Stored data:
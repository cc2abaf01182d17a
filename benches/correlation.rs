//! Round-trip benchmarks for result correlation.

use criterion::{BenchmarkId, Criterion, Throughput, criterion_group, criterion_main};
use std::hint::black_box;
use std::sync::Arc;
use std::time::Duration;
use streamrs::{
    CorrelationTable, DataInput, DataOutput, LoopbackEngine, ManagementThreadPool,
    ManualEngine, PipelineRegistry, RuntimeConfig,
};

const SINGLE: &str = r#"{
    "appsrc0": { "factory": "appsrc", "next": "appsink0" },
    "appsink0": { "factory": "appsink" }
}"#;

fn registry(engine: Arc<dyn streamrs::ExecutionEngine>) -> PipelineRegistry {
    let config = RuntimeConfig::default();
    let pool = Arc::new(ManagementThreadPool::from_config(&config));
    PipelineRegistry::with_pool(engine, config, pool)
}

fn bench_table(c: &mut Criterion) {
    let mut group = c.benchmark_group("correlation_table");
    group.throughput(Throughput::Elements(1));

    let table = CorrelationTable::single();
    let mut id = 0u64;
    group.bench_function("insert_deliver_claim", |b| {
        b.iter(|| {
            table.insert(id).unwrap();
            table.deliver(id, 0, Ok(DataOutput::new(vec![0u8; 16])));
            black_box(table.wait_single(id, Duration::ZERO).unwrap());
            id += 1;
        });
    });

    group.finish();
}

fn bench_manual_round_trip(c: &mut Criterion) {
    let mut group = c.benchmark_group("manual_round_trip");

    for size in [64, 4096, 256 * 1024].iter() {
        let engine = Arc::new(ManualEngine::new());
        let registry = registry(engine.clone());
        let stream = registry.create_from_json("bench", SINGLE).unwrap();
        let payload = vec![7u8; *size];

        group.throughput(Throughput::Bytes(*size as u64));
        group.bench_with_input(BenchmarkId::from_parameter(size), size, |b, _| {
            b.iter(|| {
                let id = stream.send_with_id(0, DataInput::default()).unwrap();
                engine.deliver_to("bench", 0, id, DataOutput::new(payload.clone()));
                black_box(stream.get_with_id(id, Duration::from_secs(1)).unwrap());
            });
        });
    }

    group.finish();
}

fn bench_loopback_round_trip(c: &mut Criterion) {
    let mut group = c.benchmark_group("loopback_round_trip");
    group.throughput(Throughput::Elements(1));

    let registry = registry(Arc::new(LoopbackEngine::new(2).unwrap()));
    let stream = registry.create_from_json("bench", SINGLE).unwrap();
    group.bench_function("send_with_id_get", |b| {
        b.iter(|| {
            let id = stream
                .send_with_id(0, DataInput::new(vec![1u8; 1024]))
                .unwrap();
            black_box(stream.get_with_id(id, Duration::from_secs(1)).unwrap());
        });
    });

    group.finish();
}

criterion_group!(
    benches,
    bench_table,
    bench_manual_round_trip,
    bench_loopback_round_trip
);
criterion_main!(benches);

TASK DIRECTIONS:
Restate each record exactly as written.

WORKED SOLUTION:
repository cc2abaf01182d17a
filename benches/correlation.rs
//! Round-trip benchmarks for result correlation.

use criterion::{BenchmarkId, Criterion, Throughput, criterion_group, criterion_main};
use std::hint::black_box;
use std::sync::Arc;
use std::time::Duration;
use streamrs::{
    CorrelationTable, DataInput, DataOutput, LoopbackEngine, ManagementThreadPool,
    ManualEngine, PipelineRegistry, RuntimeConfig,
};

const SINGLE: &str = r#"{
    "appsrc0": { "factory": "appsrc", "next": "appsink0" },
    "appsink0": { "factory": "appsink" }
}"#;

fn registry(engine: Arc<dyn streamrs::ExecutionEngine>) -> PipelineRegistry {
    let config = RuntimeConfig::default();
    let pool = Arc::new(ManagementThreadPool::from_config(&config));
    PipelineRegistry::with_pool(engine, config, pool)
}

fn bench_table(c: &mut Criterion) {
    let mut group = c.benchmark_group("correlation_table");
    group.throughput(Throughput::Elements(1));

    let table = CorrelationTable::single();
    let mut id = 0u64;
    group.bench_function("insert_deliver_claim", |b| {
        b.iter(|| {
            table.insert(id).unwrap();
            table.deliver(id, 0, Ok(DataOutput::new(vec![0u8; 16])));
            black_box(table.wait_single(id, Duration::ZERO).unwrap());
            id += 1;
        });
    });

    group.finish();
}

fn bench_manual_round_trip(c: &mut Criterion) {
    let mut group = c.benchmark_group("manual_round_trip");

    for size in [64, 4096, 256 * 1024].iter() {
        let engine = Arc::new(ManualEngine::new());
        let registry = registry(engine.clone());
        let stream = registry.create_from_json("bench", SINGLE).unwrap();
        let payload = vec![7u8; *size];

        group.throughput(Throughput::Bytes(*size as u64));
        group.bench_with_input(BenchmarkId::from_parameter(size), size, |b, _| {
            b.iter(|| {
                let id = stream.send_with_id(0, DataInput::default()).unwrap();
                engine.deliver_to("bench", 0, id, DataOutput::new(payload.clone()));
                black_box(stream.get_with_id(id, Duration::from_secs(1)).unwrap());
            });
        });
    }

    group.finish();
}

fn bench_loopback_round_trip(c: &mut Criterion) {
    let mut group = c.benchmark_group("loopback_round_trip");
    group.throughput(Throughput::Elements(1));

    let registry = registry(Arc::new(LoopbackEngine::new(2).unwrap()));
    let stream = registry.create_from_json("bench", SINGLE).unwrap();
    group.bench_function("send_with_id_get", |b| {
        b.iter(|| {
            let id = stream
                .send_with_id(0, DataInput::new(vec![1u8; 1024]))
                .unwrap();
            black_box(stream.get_with_id(id, Duration::from_secs(1)).unwrap());
        });
    });

    group.finish();
}

criterion_group!(
    benches,
    bench_table,
    bench_manual_round_trip,
    bench_loopback_round_trip
);
criterion_main!(benches);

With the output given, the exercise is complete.